In the wide ranging interview, which can be seen on ‘Trending With The Tribune’, Zeppos, who joined Vanderbilt in the 1980’s as a law school teacher, said he today sees Fisk as a key member of a team of higher education institutions that are making Nashville look more and more attractive as a place to go to school, live and work.
“We need to do all we can to say we want to partner,” said Zeppos. “We can do really great things together,” he said. “It’s really these educational institutions. We want to find really, meaningful and substantive ways to engage with other institutions,” Zeppos said.
Zeppos said Vanderbilt has already had some “great success” in partnering with Fisk, as he ticked off a quick topic list of examples. The most recent example, he said, is a program aimed at providing education and development in astronomy for “under represented” people in that field of science.
He said he would like to see the creation of more Masters programs with Fisk and neighboring Tennessee State University, the largest of the city’s Historically Black College and Universities (HBCU’s). “I’d like to see more teaching across the schools,” Zeppos said. “I taught (at Fisk) last year,” he said, and would like to have “more (Vanderbilt) faculty work with Fisk.”
Zeppos touted opportunities for cross teaching and for research program internships at Vanderbilt and his medical and law schools “should be recruiting in our own back yard” (Fisk) prospects, adding “We feel really lucky,” to have such a pool of talented students nearby.
As for advice to the new Fisk president, Zeppos said with a big smile he had learned as chief executive of Vanderbilt, not to “tell people how to do their jobs,” adding “They have enough people doing that. I have enough challenges running Vanderbilt, people saying to do this, you need to do that.”

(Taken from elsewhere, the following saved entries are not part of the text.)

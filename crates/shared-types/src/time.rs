//! # Time Source
//!
//! Deadlines are computed from an injected clock so request expiry can be
//! driven deterministically in tests.

use crate::entities::Timestamp;
use std::sync::atomic::{AtomicU64, Ordering};

/// Time source for consistent timestamp handling.
///
/// Abstracted to allow testing with deterministic time.
pub trait TimeSource: Send + Sync {
    /// Returns the current Unix time in seconds.
    fn now(&self) -> Timestamp;
}

/// Default system time source.
#[derive(Debug, Clone, Copy, Default)]
pub struct SystemTimeSource;

impl TimeSource for SystemTimeSource {
    fn now(&self) -> Timestamp {
        std::time::SystemTime::now()
            .duration_since(std::time::UNIX_EPOCH)
            .unwrap_or_default()
            .as_secs()
    }
}

/// Manually driven clock.
///
/// Time only moves when `advance` or `set` is called.
#[derive(Debug, Default)]
pub struct ManualTimeSource {
    time: AtomicU64,
}

impl ManualTimeSource {
    pub fn new(initial: Timestamp) -> Self {
        Self {
            time: AtomicU64::new(initial),
        }
    }

    pub fn advance(&self, secs: u64) {
        self.time.fetch_add(secs, Ordering::SeqCst);
    }

    pub fn set(&self, time: Timestamp) {
        self.time.store(time, Ordering::SeqCst);
    }
}

impl TimeSource for ManualTimeSource {
    fn now(&self) -> Timestamp {
        self.time.load(Ordering::SeqCst)
    }
}

impl<T: TimeSource + ?Sized> TimeSource for std::sync::Arc<T> {
    fn now(&self) -> Timestamp {
        (**self).now()
    }
}
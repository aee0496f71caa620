//! # Event Flow Tests
//!
//! Registry and request events arrive on the one bus the node shares, in
//! the order the operations happened.

#[cfg(test)]
mod tests {
    use super::super::harness::*;
    use node_runtime::EventLogHandler;
    use pv_03_validator_registry::ValidatorRegistryApi;
    use pv_04_validation_requests::ValidationApi;
    use shared_bus::{EventFilter, EventTopic, ProtocolEvent};
    use std::time::Duration;
    use tokio::time::timeout;

    #[tokio::test]
    async fn test_full_lifecycle_event_order() {
        let mut h = Harness::new();
        let mut sub = h.node.event_bus.subscribe(EventFilter::all());

        for i in 1..=3 {
            h.register(i).unwrap();
        }
        let id = h.open(7, [0x42; 32], 100);
        for i in 1..=3 {
            h.sign(i, id).unwrap();
        }

        let mut names = Vec::new();
        while let Ok(Some(event)) = timeout(Duration::from_millis(100), sub.recv()).await {
            names.push(event.name());
        }
        assert_eq!(
            names,
            vec![
                "validator_registered",
                "validator_registered",
                "validator_registered",
                "validation_requested",
                "signature_accepted",
                "signature_accepted",
                "signature_accepted",
                "validation_completed",
            ]
        );
    }

    #[tokio::test]
    async fn test_completion_reports_valid_proof() {
        let h = Harness::with_validators(3);
        let mut sub = h
            .node
            .event_bus
            .subscribe(EventFilter::topics(vec![EventTopic::Validation]));

        let id = h.open(9, [0x42; 32], 100);
        for i in 1..=3 {
            h.sign(i, id).unwrap();
        }

        let completed = sub
            .drain()
            .into_iter()
            .find(|e| matches!(e, ProtocolEvent::ValidationCompleted { .. }));
        assert_eq!(
            completed,
            Some(ProtocolEvent::ValidationCompleted {
                request_id: id,
                payment_id: 9,
                signers: 3,
                proof_valid: true,
            })
        );
    }

    #[tokio::test]
    async fn test_slash_and_governance_topics_are_separate() {
        let h = Harness::with_validators(3);
        let mut registry_events = h
            .node
            .event_bus
            .subscribe(EventFilter::topics(vec![EventTopic::Registry]));
        let mut governance_events = h
            .node
            .event_bus
            .subscribe(EventFilter::topics(vec![EventTopic::Governance]));

        h.node
            .registry
            .slash(GOVERNANCE, h.validator(1).address, "offline")
            .unwrap();
        h.node.requests.pause(GOVERNANCE).unwrap();

        let registry_names: Vec<_> = registry_events.drain().iter().map(|e| e.name()).collect();
        let governance_names: Vec<_> = governance_events.drain().iter().map(|e| e.name()).collect();
        assert_eq!(registry_names, vec!["validator_slashed"]);
        assert_eq!(governance_names, vec!["paused"]);
    }

    #[tokio::test]
    async fn test_event_log_consumes_node_events() {
        let h = Harness::with_validators(3);
        let handler = EventLogHandler::new(h.node.event_bus.subscribe(EventFilter::all()));
        let (shutdown_tx, shutdown_rx) = tokio::sync::watch::channel(false);
        let task = tokio::spawn(handler.run(shutdown_rx));

        let id = h.open(1, [0x42; 32], 100);
        h.sign(1, id).unwrap();
        tokio::time::sleep(Duration::from_millis(100)).await;
        shutdown_tx.send(true).unwrap();

        assert_eq!(task.await.unwrap(), 2);
    }
}
//! # Validation Request State Machine (PV-04)
//!
//! A trusted payment component opens a validation request for a payment's
//! message hash; active validators co-sign it until the quorum is reached,
//! at which point the signatures are aggregated into a proof that the
//! payment layer re-verifies before releasing funds.
//!
//! ## State Machine
//!
//! ```text
//!            first signature          quorum reached
//! Pending ──────────────────→ InProgress ──────────────→ Completed
//!    │                            │
//!    ├── deadline + expire ──→ Expired ←── deadline + expire
//!    │                            │
//!    └──── governance abort ──→ Failed ←── governance abort
//! ```
//!
//! ## Quorum
//!
//! `required = ceil(active_count × p / 100)` with `p = 75` for high-value
//! payments and `67` otherwise, fixed from the active count when the
//! request is created.

pub mod domain;
pub mod error;
pub mod ports;
pub mod service;

pub use domain::quorum::{
    required_signatures, HIGH_VALUE_QUORUM_PERCENT, MIN_ACTIVE_VALIDATORS, STANDARD_QUORUM_PERCENT,
};
pub use domain::request::{RequestStatus, SubmittedSignature, ValidationRequest, ValidationRequestView};
pub use domain::scheme::{SignatureScheme, UnknownPolicy, VerificationPolicy};
pub use error::{ValidationError, ValidationResult};
pub use ports::inbound::ValidationApi;
pub use ports::outbound::ValidatorDirectory;
pub use service::{ValidationConfig, ValidationRequestService, DEFAULT_TIMEOUT_SECS};
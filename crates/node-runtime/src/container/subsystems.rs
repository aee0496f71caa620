//! # Subsystem Container
//!
//! Constructs the registry once and injects it into the request machine
//! through the directory adapter.

use crate::adapters::RegistryDirectory;
use crate::container::config::NodeConfig;
use pv_02_signature_aggregation::SignatureAggregationService;
use pv_03_validator_registry::{InMemoryTreasury, ValidatorRegistryService};
use pv_04_validation_requests::ValidationRequestService;
use shared_bus::InMemoryEventBus;
use shared_types::{SystemTimeSource, TimeSource};
use std::sync::Arc;
use tracing::info;

pub type Registry<C> = ValidatorRegistryService<InMemoryTreasury, InMemoryEventBus, C>;

pub type Requests<C> = ValidationRequestService<
    RegistryDirectory<Registry<C>>,
    SignatureAggregationService,
    InMemoryEventBus,
    C,
>;

/// All subsystems of a running node.
pub struct ValidationNode<C: TimeSource = SystemTimeSource> {
    pub config: NodeConfig,
    pub event_bus: Arc<InMemoryEventBus>,
    pub treasury: Arc<InMemoryTreasury>,
    pub aggregator: Arc<SignatureAggregationService>,
    pub registry: Arc<Registry<C>>,
    pub requests: Arc<Requests<C>>,
}

impl ValidationNode<SystemTimeSource> {
    /// Node on the wall clock.
    pub fn new(config: NodeConfig) -> Self {
        Self::with_clock(config, Arc::new(SystemTimeSource))
    }
}

impl<C: TimeSource> ValidationNode<C> {
    pub fn with_clock(config: NodeConfig, clock: Arc<C>) -> Self {
        let event_bus = Arc::new(InMemoryEventBus::new());
        let treasury = Arc::new(InMemoryTreasury::new());
        let aggregator = Arc::new(SignatureAggregationService::new());

        let registry = Arc::new(ValidatorRegistryService::new(
            config.registry.clone(),
            Arc::clone(&treasury),
            Arc::clone(&event_bus),
            Arc::clone(&clock),
        ));
        info!("[pv-03] validator registry initialized");

        let directory = Arc::new(RegistryDirectory::new(Arc::clone(&registry)));
        let requests = Arc::new(ValidationRequestService::new(
            config.validation.clone(),
            directory,
            Arc::clone(&aggregator),
            Arc::clone(&event_bus),
            clock,
        ));
        info!("[pv-04] validation request machine initialized");

        Self {
            config,
            event_bus,
            treasury,
            aggregator,
            registry,
            requests,
        }
    }
}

Dr. Rome probably already has “a suggestion box that’s overflowing,” Zeppos said, if his experience and that of his peer chief executives is any example.
Still, as a peer with a few more years’ leadership work under his belt, Zeppos says he would suggest any new president, Dr. Rome included, should initially prioritize listening, learning, touching people and like saying ‘this is a really important time for Fisk, tell me what you think Fisk can be?’,” he said. “Listening and learning is really important for a new president. That’s the first thing I would say.”